A certain wistfulness, combined with increasing fragility and indolence, had begun to affect this exquisite woman since the end of the Civil War. It was as if Sherman’s looting of her ancestral home, and the simultaneous death of her mother, not to mention the banishment overseas of her two Secessionist brothers,67 had cut the Southern lifelines that hitherto sustained her. Gradually she sank into a kind of gentle invalidism which was something not unlike a second childhood. Always helpless and fluttery, she grew incapable of running the house, and was treated by her children as one of its prettier ornaments—a doll in the parlor, whom they could pet when they chose. “Sweet little china Dresden mother,” Elliott used to call her affectionately. Coaches summoned to take her for her three o’clock drive would creak up and down Twentieth Street for hours while Mittie made flustered attempts to get ready. Often as not she would never emerge at all.68 Although she remained beautiful, charming, and witty, Theodore Senior was saddened to see yet another blossom wilt upon his boughs.

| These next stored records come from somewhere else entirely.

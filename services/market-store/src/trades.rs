//! Trade store
//!
//! ```text
//! M:<market>_ID:<trade>    → Trade bytes
//! ID:<trade>               → primary key
//! P:<buyer>_ID:<trade>     → primary key
//! P:<seller>_ID:<trade>    → primary key
//! O:<buy order>_ID:<trade> → primary key
//! O:<sell order>_ID:<trade>→ primary key
//! ```
//!
//! Party and order scans accept an optional market filter. It is checked
//! against the primary key held by the index entry, before the trade is
//! loaded and before `skip` is applied.

use tokio::sync::mpsc;
use types::ids::{MarketId, OrderId, PartyId, TradeId};
use types::trade::{Trade, TradeType};

use crate::config::StoreConfig;
use crate::error::{Result, StoreError};
use crate::keys::{self, Prefix};
use crate::kv::WriteSet;
use crate::query::{encode, scan, Page, QueryContext};
use crate::store::{follow_index, read_direct, CriticalErrorHook, StoreCore};

const STORE_NAME: &str = "trades";

/// Persistent, indexed store of trades.
pub struct TradeStore {
    core: StoreCore<Trade>,
}

impl TradeStore {
    /// Open the trade database under `config.trades_dir()`.
    pub fn open(config: &StoreConfig, on_critical_error: CriticalErrorHook) -> Result<Self> {
        Ok(Self {
            core: StoreCore::open(STORE_NAME, config.trades_dir(), config, on_critical_error)?,
        })
    }

    pub fn reload_config(&self, config: StoreConfig) {
        self.core.reload_config(config);
    }

    /// Persist a batch of trades and notify subscribers.
    ///
    /// The whole batch is rejected if any trade has an unspecified type.
    pub fn save_batch(&self, trades: Vec<Trade>) -> Result<()> {
        if trades.is_empty() {
            return Ok(());
        }

        let mut writes = WriteSet::new();
        for trade in &trades {
            if trade.trade_type == TradeType::Unspecified {
                return Err(StoreError::UnspecifiedTradeType {
                    trade_id: trade.id.to_string(),
                });
            }
            trade.id.validate()?;
            trade.market.validate()?;
            trade.buyer.validate()?;
            trade.seller.validate()?;

            let id = trade.id.as_str();
            let primary = keys::trade_market_key(trade.market.as_str(), id);
            writes
                .record(primary.clone(), encode(&primary, trade)?)
                .index(keys::trade_id_key(id), primary.clone())
                .index(keys::trade_party_key(trade.buyer.as_str(), id), primary.clone())
                .index(keys::trade_party_key(trade.seller.as_str(), id), primary.clone());
            // network trades have no order on one side
            for order in [&trade.buy_order, &trade.sell_order] {
                if order.as_str().is_empty() {
                    continue;
                }
                order.validate()?;
                writes.index(keys::trade_order_key(order.as_str(), id), primary.clone());
            }
        }

        self.core.commit(writes, trades, |_| {})?;
        Ok(())
    }

    pub fn get_by_market(&self, ctx: &QueryContext, market: &MarketId, page: Page) -> Result<Vec<Trade>> {
        let ctx = self.core.scan_context(ctx);
        let prefix = keys::market_prefix(market.as_str(), page.descending);
        scan(self.core.kv(), &ctx, &prefix, page, STORE_NAME, read_direct)
    }

    pub fn get_by_market_and_id(&self, market: &MarketId, id: &TradeId) -> Result<Trade> {
        self.core
            .get_record(&keys::trade_market_key(market.as_str(), id.as_str()))
    }

    pub fn get_by_id(&self, id: &TradeId) -> Result<Trade> {
        self.core.get_indexed(&keys::trade_id_key(id.as_str()))
    }

    /// Trades where `party` is buyer or seller, optionally in one market.
    pub fn get_by_party(
        &self,
        ctx: &QueryContext,
        party: &PartyId,
        page: Page,
        market: Option<&MarketId>,
    ) -> Result<Vec<Trade>> {
        let prefix = keys::party_prefix(party.as_str(), page.descending);
        self.scan_index(ctx, &prefix, page, market)
    }

    pub fn get_by_party_and_id(&self, party: &PartyId, id: &TradeId) -> Result<Trade> {
        self.core
            .get_indexed(&keys::trade_party_key(party.as_str(), id.as_str()))
    }

    /// Trades on either side of `order`, optionally in one market.
    pub fn get_by_order_id(
        &self,
        ctx: &QueryContext,
        order: &OrderId,
        page: Page,
        market: Option<&MarketId>,
    ) -> Result<Vec<Trade>> {
        let prefix = keys::order_prefix(order.as_str(), page.descending);
        self.scan_index(ctx, &prefix, page, market)
    }

    /// Price of the most recent trade in `market`.
    pub fn get_mark_price(&self, ctx: &QueryContext, market: &MarketId) -> Result<u64> {
        let recent = self.get_by_market(ctx, market, Page::new(0, 1, true))?;
        recent
            .first()
            .map(|trade| trade.price)
            .ok_or_else(|| StoreError::NotFound(format!("no trades in market {market}")))
    }

    fn scan_index(&self, ctx: &QueryContext, prefix: &Prefix, page: Page, market: Option<&MarketId>) -> Result<Vec<Trade>> {
        let ctx = self.core.scan_context(ctx);
        let filter = market.map(|m| keys::trade_market_filter(m.as_str()));
        scan(self.core.kv(), &ctx, prefix, page, STORE_NAME, |txn, key, primary| {
            match &filter {
                Some(filter) if !primary.starts_with(filter) => Ok(None),
                _ => follow_index(txn, key, primary),
            }
        })
    }

    /// Receive every committed batch of trades. Delivery is lossy.
    pub fn subscribe(&self, sender: mpsc::Sender<Vec<Trade>>) -> u64 {
        self.core.subscribe(sender)
    }

    pub fn unsubscribe(&self, id: u64) -> Result<()> {
        self.core.unsubscribe(id)
    }

    pub fn subscriber_count(&self) -> usize {
        self.core.subscriber_count()
    }

    pub fn close(&self) -> Result<()> {
        self.core.close()
    }
}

When Mittie herself suggested in the winter of 1868–69 that a trip to Europe might do the whole family good, he welcomed the idea. His business was prospering, and after the hard grind of his war work, a Grand Tour of Europe sounded like a welcome diversion. It would be of immense educational value to the children, none of whom had yet received outside schooling. With characteristic enthusiasm, Theodore Senior sat down and drafted an itinerary that must have given his wife pause, for it covered nine countries and a whole year of traveling time. The children reacted with even more dismay. They had been hoping to return to the Hudson Valley that summer. Theodore Senior turned a deaf ear to their pleas, and went ahead with the bookings. On 12 May 1869, he escorted his tearful brood aboard the paddle-steamer Scotia, bound for Liverpool.69

Although Teedie later declared that he “cordially hated” the Roosevelt Grand Tour, he recorded it at great length in his diaries. During all the 377 days he was away from home, he did not miss a single entry, with the exception of one stormy week on the return crossing. The spelling, in these cheap, battered notebooks, is that of a child, but the density of remembered detail would be extraordinary even in an adult. Some entries read like miniature museum catalogs. Evidently the cornucopia of Europe awakened his faculty of near-total recall.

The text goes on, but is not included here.